» DATA PROVIDED
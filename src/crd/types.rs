//! Shared types for PeeringServer specifications.

use schemars::JsonSchema;
use serde::{Deserialize, Serialize};

/// Kubernetes-style resource requirements
#[derive(Clone, Debug, Deserialize, Serialize, JsonSchema, PartialEq)]
#[serde(rename_all = "camelCase")]
pub struct ResourceRequirements {
    pub requests: ResourceSpec,
    pub limits: ResourceSpec,
}

impl Default for ResourceRequirements {
    fn default() -> Self {
        Self {
            requests: ResourceSpec {
                cpu: "100m".to_string(),
                memory: "128Mi".to_string(),
            },
            limits: ResourceSpec {
                cpu: "200m".to_string(),
                memory: "256Mi".to_string(),
            },
        }
    }
}

/// Resource specification for CPU and memory
#[derive(Clone, Debug, Deserialize, Serialize, JsonSchema, PartialEq)]
pub struct ResourceSpec {
    pub cpu: String,
    pub memory: String,
}

impl Default for ResourceSpec {
    fn default() -> Self {
        Self {
            cpu: "100m".to_string(),
            memory: "128Mi".to_string(),
        }
    }
}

» PROBLEM DESCRIPTION
From the records above, copy each line that contains the word "ResourceSpec".

» RESPONSE FOR THIS EXERCISE
    pub requests: ResourceSpec,
    pub limits: ResourceSpec,
            requests: ResourceSpec {
            limits: ResourceSpec {
pub struct ResourceSpec {
impl Default for ResourceSpec {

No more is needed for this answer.